L’aspetto che l’ha maggiormente colpito è la forza di volontà di alcuni fedeli, che andava oltre i loro limiti fisici: «C’erano invalidi e anziani che per arrivare in cima al monte delle Apparizioni hanno fatto sforzi fisici enormi e quasi impossibili viste le loro condizioni. Eppure ce l’hanno fatta. Questi episodi mi hanno fatto comprendere come molte volte la forza d’animo sia più importante di quella fisica». A Medjugorje Mauri ha scoperto anche il piacere della preghiera: «In quel contesto, veniva quasi naturale. Più volte al giorno, durante il pellegrinaggio, si dedicava del tempo alla preghiera. L’ho vissuto come un momento di gioia e non come un’imposizione». A Roma, dopo il pellegrinaggio in questo luogo di culto, è tornato un Mauri diverso, «con uno sguardo nuovo e più profondo nei confronti della religione», come ha scritto sul suo sito internet (www.smauri.it) inaugurato pochi giorni fa. «Ho iniziato un percorso di fede – dice Mauri – Medjugorje mi ha certamente cambiato in meglio.

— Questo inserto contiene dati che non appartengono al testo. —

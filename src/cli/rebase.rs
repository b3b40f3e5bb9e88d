//! Rebase command - rebase one pull request now

use crate::cli::context::CommandContext;
use crate::cli::style::{Stylize, check};
use anstream::println;
use pr_rebaser::error::Result;
use pr_rebaser::update::TryRebase;

/// Run the rebase command
///
/// Skips the update policy and the failure cooldown, but still takes the
/// rebase lock. A failure is recorded like any other.
pub async fn run_rebase(ctx: &CommandContext, number: u64) -> Result<()> {
    let pr = ctx.repo.get_pull_request(number).await?;
    let locator = ctx.coordinator.locator(&pr);

    println!(
        "Rebasing {} ({}) onto {}...",
        locator.to_string().emphasis(),
        pr.head_ref.accent(),
        pr.base_ref.accent()
    );

    match ctx.coordinator.try_rebase(&pr).await {
        Ok(TryRebase::Rebased(summary)) => {
            ctx.coordinator.state().failures.clear(number);
            println!(
                "{} Replayed {} commit(s), new head {}",
                check(),
                summary.replayed,
                summary.new_head.accent()
            );
            Ok(())
        }
        Ok(TryRebase::AlreadyLocked) => {
            println!("{}", "Another rebase is in progress".muted());
            Ok(())
        }
        Err(e) => {
            ctx.coordinator.state().failures.record_failure(number);
            Err(e)
        }
    }
}
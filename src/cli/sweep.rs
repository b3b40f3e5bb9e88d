//! Sweep command - update the oldest eligible pull request

use crate::cli::context::CommandContext;
use crate::cli::print_cycle_outcome;
use crate::cli::style::Stylize;
use anstream::println;
use pr_rebaser::error::Result;

/// Run the sweep command
///
/// Lists open PRs, keeps the eligible ones that are behind their base,
/// starts an update cycle for the oldest and waits for it to end.
pub async fn run_sweep(ctx: &CommandContext) -> Result<()> {
    let prs = ctx.repo.list_open_pull_requests().await?;
    println!(
        "{}",
        format!("Checking {} open pull request(s)...", prs.len()).muted()
    );

    let candidates = ctx.coordinator.filter_updatable(prs).await;
    if candidates.is_empty() {
        println!("{}", "No pull requests need updating.".muted());
        return Ok(());
    }

    let Some(handle) = ctx.coordinator.select_oldest_and_update(candidates) else {
        println!("{}", "Another update is already in progress.".muted());
        return Ok(());
    };

    let locator = handle.locator().to_string();
    println!("Updating {}...", locator.emphasis());
    let outcome = handle.join().await;
    print_cycle_outcome(&locator, &outcome);
    Ok(())
}
//! Shared command context for CLI commands

use pr_rebaser::config::Config;
use pr_rebaser::error::{Error, Result};
use pr_rebaser::platform::{GitHubService, RemoteRepository};
use pr_rebaser::types::RepoConfig;
use pr_rebaser::update::{LabelPolicy, UpdateCoordinator, UpdateState};
use std::sync::Arc;

/// Shared context for CLI commands that talk to one repository
///
/// The `UpdateState` is created once per process and handed in, so every
/// coordinator built from it shares the same rebase lock and registries.
pub struct CommandContext {
    /// Loaded configuration
    pub config: Config,
    /// Remote repository service
    pub repo: Arc<dyn RemoteRepository>,
    /// Coordinator bound to the repository
    pub coordinator: UpdateCoordinator,
}

impl CommandContext {
    /// Create a context for `owner/name`
    pub fn new(config: Config, slug: &str, state: Arc<UpdateState>) -> Result<Self> {
        let repo_config = RepoConfig::from_slug(slug, config.github.host.clone())
            .ok_or_else(|| Error::Config(format!("invalid repository {slug:?}, expected owner/name")))?;
        let token = config.token()?;

        let repo: Arc<dyn RemoteRepository> = Arc::new(GitHubService::new(
            &token,
            repo_config.owner,
            repo_config.repo,
            repo_config.host,
        )?);

        let coordinator = UpdateCoordinator::new(
            Arc::clone(&repo),
            Arc::new(LabelPolicy),
            state,
            config.update.lists.clone(),
            config.update.poll_settings(),
        );

        Ok(Self {
            config,
            repo,
            coordinator,
        })
    }
}
impl MockRepository {
    /// Create an empty repository `owner/repo`
    pub fn new(owner: &str, repo: &str) -> Self {
        let mut store = Store::default();
        store.trees.insert("tree-empty".to_string(), Files::new());

        Self {
            config: RepoConfig {
                owner: owner.to_string(),
                repo: repo.to_string(),
                host: None,
            },
            next_id: AtomicU64::new(1),
            store: Mutex::new(store),
            created_refs: Mutex::new(Vec::new()),
            deleted_refs: Mutex::new(Vec::new()),
            update_ref_calls: Mutex::new(Vec::new()),
            created_commits: Mutex::new(Vec::new()),
            merge_calls: Mutex::new(Vec::new()),
            merge_pr_calls: Mutex::new(Vec::new()),
            get_pr_calls: Mutex::new(Vec::new()),
            get_pr_failures: AtomicU32::new(0),
            error_on_compare: Mutex::new(None),
            error_on_required_statuses: Mutex::new(None),
            commit_listing_cap: Mutex::new(None),
            move_on_merge: Mutex::new(None),
            merge_delay: Mutex::new(None),
        }
    }

    fn next_id(&self, prefix: &str) -> String {
        format!("{prefix}-{}", self.next_id.fetch_add(1, Ordering::SeqCst))
    }

    fn store_tree(&self, store: &mut Store, files: Files) -> String {
        let id = self.next_id("tree");
        store.trees.insert(id.clone(), files);
        id
    }

    fn store_commit(&self, store: &mut Store, commit: &NewCommit) -> String {
        let sha = self.next_id("commit");
        store.commits.insert(
            sha.clone(),
            CommitRecord {
                sha: sha.clone(),
                tree: commit.tree.clone(),
                parents: commit.parents.clone(),
                author: commit.author.clone(),
                committer: commit.committer.clone(),
                message: commit.message.clone(),
            },
        );
        sha
    }

    // === Setup methods ===

    /// Create a commit applying `changes` on top of `parent` (or an empty tree)
    ///
    /// An empty content deletes the file.
    pub fn commit(&self, parent: Option<&str>, changes: &[(&str, &str)], message: &str) -> String {
        let mut store = self.store.lock().unwrap();
        let mut files = parent
            .map(|p| {
                let tree = &store.commits[p].tree;
                store.trees[tree].clone()
            })
            .unwrap_or_default();
        for (path, content) in changes {
            if content.is_empty() {
                files.remove(*path);
            } else {
                files.insert((*path).to_string(), (*content).to_string());
            }
        }

        let tree = self.store_tree(&mut store, files);
        let commit = NewCommit {
            tree,
            parents: parent.map(|p| vec![p.to_string()]).unwrap_or_default(),
            author: signature(),
            committer: signature(),
            message: message.to_string(),
        };
        self.store_commit(&mut store, &commit)
    }

    /// Point a branch at a commit, creating it if needed
    pub fn set_branch(&self, branch: &str, sha: &str) {
        self.store
            .lock()
            .unwrap()
            .refs
            .insert(heads_ref(branch), sha.to_string());
    }

    /// Register a pull request; its head follows the branch ref
    pub fn add_pull_request(&self, pr: PullRequestDetails) {
        self.store
            .lock()
            .unwrap()
            .pull_requests
            .insert(pr.number, pr);
    }

    /// Change a stored pull request
    pub fn update_pull_request(&self, number: u64, f: impl FnOnce(&mut PullRequestDetails)) {
        let mut store = self.store.lock().unwrap();
        if let Some(pr) = store.pull_requests.get_mut(&number) {
            f(pr);
        }
    }

    /// Set the required status contexts for a base branch
    pub fn set_required_statuses(&self, branch: &str, contexts: &[&str]) {
        self.store.lock().unwrap().required_statuses.insert(
            branch.to_string(),
            contexts.iter().map(ToString::to_string).collect(),
        );
    }

    // === Error injection and hooks ===

    /// Make the next `count` calls to `get_pull_request` fail
    pub fn fail_get_pull_request_times(&self, count: u32) {
        self.get_pr_failures.store(count, Ordering::SeqCst);
    }

    /// Make `compare_commits` return an error
    pub fn fail_compare(&self, msg: &str) {
        *self.error_on_compare.lock().unwrap() = Some(msg.to_string());
    }

    /// Make `required_status_contexts` return an error
    pub fn fail_required_statuses(&self, msg: &str) {
        *self.error_on_required_statuses.lock().unwrap() = Some(msg.to_string());
    }

    /// List at most `cap` commits per PR, oldest first, like a capped API
    pub fn cap_commit_listing(&self, cap: usize) {
        *self.commit_listing_cap.lock().unwrap() = Some(cap);
    }

    /// Move `branch` to `sha` during the next remote merge
    pub fn move_branch_on_merge(&self, branch: &str, sha: &str) {
        *self.move_on_merge.lock().unwrap() = Some((heads_ref(branch), sha.to_string()));
    }

    /// Sleep in every remote merge, so concurrent attempts overlap
    pub fn set_merge_delay(&self, delay: Duration) {
        *self.merge_delay.lock().unwrap() = Some(delay);
    }

    // === Inspection methods ===

    /// Commit a branch points at
    pub fn branch_sha(&self, branch: &str) -> Option<String> {
        self.store.lock().unwrap().refs.get(&heads_ref(branch)).cloned()
    }

    /// All ref names currently present
    pub fn ref_names(&self) -> Vec<String> {
        let mut names: Vec<_> = self.store.lock().unwrap().refs.keys().cloned().collect();
        names.sort();
        names
    }

    /// Read a stored commit
    pub fn commit_record(&self, sha: &str) -> CommitRecord {
        self.store.lock().unwrap().commits[sha].clone()
    }

    /// Files in a commit's tree
    pub fn files_at(&self, sha: &str) -> Files {
        let store = self.store.lock().unwrap();
        let tree = &store.commits[sha].tree;
        store.trees[tree].clone()
    }

    /// Commits from `sha` back to (excluding) `stop`, following first parents, oldest first
    pub fn first_parent_chain(&self, sha: &str, stop: &str) -> Vec<CommitRecord> {
        let store = self.store.lock().unwrap();
        let mut chain = Vec::new();
        let mut current = sha.to_string();
        while current != stop {
            let commit = store.commits[&current].clone();
            let Some(parent) = commit.parents.first().cloned() else {
                chain.push(commit);
                break;
            };
            chain.push(commit);
            current = parent;
        }
        chain.reverse();
        chain
    }

    pub fn get_created_refs(&self) -> Vec<String> {
        self.created_refs.lock().unwrap().clone()
    }

    pub fn get_deleted_refs(&self) -> Vec<String> {
        self.deleted_refs.lock().unwrap().clone()
    }

    pub fn get_update_ref_calls(&self) -> Vec<UpdateRefCall> {
        self.update_ref_calls.lock().unwrap().clone()
    }

    pub fn get_created_commits(&self) -> Vec<NewCommit> {
        self.created_commits.lock().unwrap().clone()
    }

    pub fn get_merge_calls(&self) -> Vec<MergeCall> {
        self.merge_calls.lock().unwrap().clone()
    }

    pub fn get_merge_pr_calls(&self) -> Vec<MergePrCall> {
        self.merge_pr_calls.lock().unwrap().clone()
    }

    pub fn get_pr_calls(&self) -> Vec<u64> {
        self.get_pr_calls.lock().unwrap().clone()
    }

    /// Number of mutating calls made so far
    pub fn mutation_count(&self) -> usize {
        self.created_refs.lock().unwrap().len()
            + self.deleted_refs.lock().unwrap().len()
            + self.update_ref_calls.lock().unwrap().len()
            + self.created_commits.lock().unwrap().len()
            + self.merge_calls.lock().unwrap().len()
    }

    /// Updates applied to a ref, in order
    pub fn updates_of(&self, name: &str) -> Vec<UpdateRefCall> {
        let name = heads_ref(name);
        self.get_update_ref_calls()
            .into_iter()
            .filter(|c| c.name == name)
            .collect()
    }

    pub fn assert_no_temporary_refs(&self) {
        let leftover: Vec<_> = self
            .ref_names()
            .into_iter()
            .filter(|name| name.starts_with("heads/tmp/"))
            .collect();
        assert!(leftover.is_empty(), "temporary refs left behind: {leftover:?}");
    }

    // === Object model helpers ===

    fn resolve(store: &Store, rev: &str) -> Result<String> {
        if let Some(sha) = store.refs.get(&heads_ref(rev)) {
            return Ok(sha.clone());
        }
        if store.commits.contains_key(rev) {
            return Ok(rev.to_string());
        }
        Err(Error::GitHubApi(format!("No commit found for {rev}")))
    }

    fn ancestors(store: &Store, sha: &str) -> HashSet<String> {
        let mut seen = HashSet::new();
        let mut queue = VecDeque::from([sha.to_string()]);
        while let Some(current) = queue.pop_front() {
            if !seen.insert(current.clone()) {
                continue;
            }
            if let Some(commit) = store.commits.get(&current) {
                queue.extend(commit.parents.iter().cloned());
            }
        }
        seen
    }

    fn merge_base(store: &Store, ours: &str, theirs: &str) -> Option<String> {
        let theirs_ancestors = Self::ancestors(store, theirs);
        let mut seen = HashSet::new();
        let mut queue = VecDeque::from([ours.to_string()]);
        while let Some(current) = queue.pop_front() {
            if theirs_ancestors.contains(&current) {
                return Some(current);
            }
            if !seen.insert(current.clone()) {
                continue;
            }
            if let Some(commit) = store.commits.get(&current) {
                queue.extend(commit.parents.iter().cloned());
            }
        }
        None
    }

    fn files_of(store: &Store, sha: &str) -> Files {
        store
            .commits
            .get(sha)
            .and_then(|c| store.trees.get(&c.tree))
            .cloned()
            .unwrap_or_default()
    }

    fn three_way(base: &Files, ours: &Files, theirs: &Files) -> Option<Files> {
        let paths: BTreeSet<&String> = base.keys().chain(ours.keys()).chain(theirs.keys()).collect();
        let mut merged = Files::new();
        for path in paths {
            let (b, o, t) = (base.get(path), ours.get(path), theirs.get(path));
            let resolved = if o == t {
                o
            } else if o == b {
                t
            } else if t == b {
                o
            } else {
                return None;
            };
            if let Some(content) = resolved {
                merged.insert(path.clone(), content.clone());
            }
        }
        Some(merged)
    }

    fn pr_view(store: &Store, pr: &PullRequestDetails) -> PullRequestDetails {
        let mut pr = pr.clone();
        if let Some(sha) = store.refs.get(&heads_ref(&pr.head_ref)) {
            pr.head_sha = sha.clone();
        }
        pr
    }
}
//! Update orchestration and concurrency coordination
//!
//! - `state` - process-wide rebase lock, active registry, failure registry
//! - `policy` - whitelist/blacklist eligibility
//! - `coordinator` - locked rebases, candidate selection, explicit updates
//! - `cycle` - background poll-and-rebase task

mod coordinator;
mod cycle;
mod policy;
mod state;

pub use coordinator::{TryRebase, UpdateCandidate, UpdateCoordinator};
pub use cycle::{
    CycleOutcome, DEFAULT_MAX_POLL_TICKS, DEFAULT_POLL_INTERVAL, PollSettings, SuccessCallback,
    UpdateCycleHandle,
};
pub use policy::{LabelPolicy, SignalSet, UpdateConfig, UpdatePolicy, should_update};
pub use state::{
    ActiveUpdates, DEFAULT_FAILURE_COOLDOWN_MINUTES, FailureRegistry, RebaseLock,
    RebaseLockGuard, UpdateState,
};
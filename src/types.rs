//! Core types for pr-rebaser

use chrono::{DateTime, Utc};
use serde::{Deserialize, Serialize};
use std::fmt;

/// Repository a remote service instance is bound to
#[derive(Debug, Clone, PartialEq, Eq, Serialize, Deserialize)]
pub struct RepoConfig {
    /// Repository owner (user or organization)
    pub owner: String,
    /// Repository name
    pub repo: String,
    /// Custom host (None for github.com)
    pub host: Option<String>,
}

impl RepoConfig {
    /// Parse an `owner/name` slug
    pub fn from_slug(slug: &str, host: Option<String>) -> Option<Self> {
        let (owner, repo) = slug.trim().trim_end_matches('/').split_once('/')?;
        if owner.is_empty() || repo.is_empty() || repo.contains('/') {
            return None;
        }
        Some(Self {
            owner: owner.to_string(),
            repo: repo.trim_end_matches(".git").to_string(),
            host,
        })
    }
}

/// Unique address of a pull request
#[derive(Debug, Clone, PartialEq, Eq, Hash, Serialize, Deserialize)]
pub struct PullRequestLocator {
    /// Repository owner
    pub owner: String,
    /// Repository name
    pub repo: String,
    /// PR number
    pub number: u64,
    /// Head branch name
    pub head_ref: String,
    /// Head commit id when the locator was built
    pub head_sha: String,
}

impl PullRequestLocator {
    /// Build a locator for a pull request in the given repository
    pub fn new(config: &RepoConfig, pr: &PullRequestDetails) -> Self {
        Self {
            owner: config.owner.clone(),
            repo: config.repo.clone(),
            number: pr.number,
            head_ref: pr.head_ref.clone(),
            head_sha: pr.head_sha.clone(),
        }
    }

    /// Registry key (`owner/repo#number`)
    pub fn locator(&self) -> String {
        self.to_string()
    }
}

impl fmt::Display for PullRequestLocator {
    fn fmt(&self, f: &mut fmt::Formatter<'_>) -> fmt::Result {
        write!(f, "{}/{}#{}", self.owner, self.repo, self.number)
    }
}

/// PR state (open, closed, merged)
#[derive(Debug, Clone, Copy, PartialEq, Eq, Serialize, Deserialize)]
pub enum PrState {
    /// PR is open
    Open,
    /// PR was closed without merging
    Closed,
    /// PR was merged
    Merged,
}

impl fmt::Display for PrState {
    fn fmt(&self, f: &mut fmt::Formatter<'_>) -> fmt::Result {
        match self {
            Self::Open => write!(f, "open"),
            Self::Closed => write!(f, "closed"),
            Self::Merged => write!(f, "merged"),
        }
    }
}

/// GitHub's computed mergeable state
#[derive(Debug, Clone, Copy, PartialEq, Eq, Serialize, Deserialize, Default)]
pub enum MergeableState {
    /// Mergeable and passing
    Clean,
    /// Mergeable with non-passing commit status
    Unstable,
    /// Merge conflicts
    Dirty,
    /// Blocked by branch protection
    Blocked,
    /// Head is out of date
    Behind,
    /// Draft PR
    Draft,
    /// Mergeable with passing status and pre-receive hooks
    HasHooks,
    /// Not yet computed
    #[default]
    Unknown,
}

/// Pull request details needed for updating and merging
#[derive(Debug, Clone, Serialize, Deserialize)]
pub struct PullRequestDetails {
    /// PR number
    pub number: u64,
    /// PR title
    pub title: String,
    /// Current state of the PR
    pub state: PrState,
    /// Whether PR is a draft
    pub is_draft: bool,
    /// Whether PR can be merged
    /// - `Some(true)` = mergeable
    /// - `Some(false)` = has conflicts
    /// - `None` = unknown (GitHub still computing)
    pub mergeable: Option<bool>,
    /// Computed mergeable state
    pub mergeable_state: MergeableState,
    /// Head branch name
    pub head_ref: String,
    /// Head commit id
    pub head_sha: String,
    /// Whether the head branch lives in a fork
    pub head_is_fork: bool,
    /// Base branch name
    pub base_ref: String,
    /// Label names
    pub labels: Vec<String>,
    /// When the PR was opened
    pub created_at: DateTime<Utc>,
    /// Web URL for the PR
    pub html_url: String,
}

impl PullRequestDetails {
    /// Mergeability is known to be false (not merely still computing)
    pub fn is_definitively_unmergeable(&self) -> bool {
        self.mergeable == Some(false) && self.mergeable_state != MergeableState::Unknown
    }
}

/// Author or committer identity
#[derive(Debug, Clone, PartialEq, Eq, Serialize, Deserialize)]
pub struct Signature {
    /// Name
    pub name: String,
    /// Email
    pub email: String,
    /// Timestamp
    pub date: DateTime<Utc>,
}

/// Snapshot of an existing commit
#[derive(Debug, Clone, PartialEq, Eq, Serialize, Deserialize)]
pub struct CommitRecord {
    /// Commit id
    pub sha: String,
    /// Tree id
    pub tree: String,
    /// Parent commit ids
    pub parents: Vec<String>,
    /// Author
    pub author: Signature,
    /// Committer
    pub committer: Signature,
    /// Full message
    pub message: String,
}

/// Commit to be created remotely
#[derive(Debug, Clone, PartialEq, Eq, Serialize)]
pub struct NewCommit {
    /// Tree id
    pub tree: String,
    /// Parent commit ids
    pub parents: Vec<String>,
    /// Author
    pub author: Signature,
    /// Committer
    pub committer: Signature,
    /// Full message
    pub message: String,
}

/// Result of comparing a base against a head
#[derive(Debug, Clone, Copy, PartialEq, Eq, Default)]
pub struct Comparison {
    /// Commits on head not on base
    pub ahead_by: u64,
    /// Commits on base not on head
    pub behind_by: u64,
}

/// Result of the remote merge primitive
#[derive(Debug, Clone, PartialEq, Eq)]
pub enum MergeOutcome {
    /// A merge commit was created on the base ref
    Merged {
        /// Merge commit id
        sha: String,
        /// Tree of the merge commit
        tree: String,
    },
    /// Head was already contained in base
    NothingToMerge,
}

/// Merge strategy/method
#[derive(Debug, Clone, Copy, PartialEq, Eq, Default, Serialize, Deserialize)]
#[serde(rename_all = "lowercase")]
pub enum MergeMethod {
    /// Squash all commits into one
    #[default]
    Squash,
    /// Create a merge commit
    Merge,
    /// Rebase commits onto base branch
    Rebase,
}

impl fmt::Display for MergeMethod {
    fn fmt(&self, f: &mut fmt::Formatter<'_>) -> fmt::Result {
        match self {
            Self::Squash => write!(f, "squash"),
            Self::Merge => write!(f, "merge"),
            Self::Rebase => write!(f, "rebase"),
        }
    }
}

Anche come calciatore. Se prima subivo un torto da un collega lo vivevo come un attacco personale, ora invece cerco sempre di vedere il buono negli altri e sono molto più propenso al perdono».
Mauri è diventato più aperto e disponibile anche con i suoi tifosi. Adesso si sta preparando per iniziare una nuova stagione con la Lazio. Giovedì 18 agosto ci sarà la prima partita ufficiale in Europa League (contro i macedoni del Rabotnicki). «La società ha costruito un organico importante. Partiamo subito dietro le due milanesi e ci sono tutte le premesse per fare bene in Italia e in Europa, per arrivare a maggio a giocarci qualcosa di importante». Poi Mauri ha già in mente il programma per la prossima estate: «A giugno tornerò a Medjugorje.
Spero però a fine mese, perché vorrà dire che prima sarò impegnato con la Nazionale agli Europei…».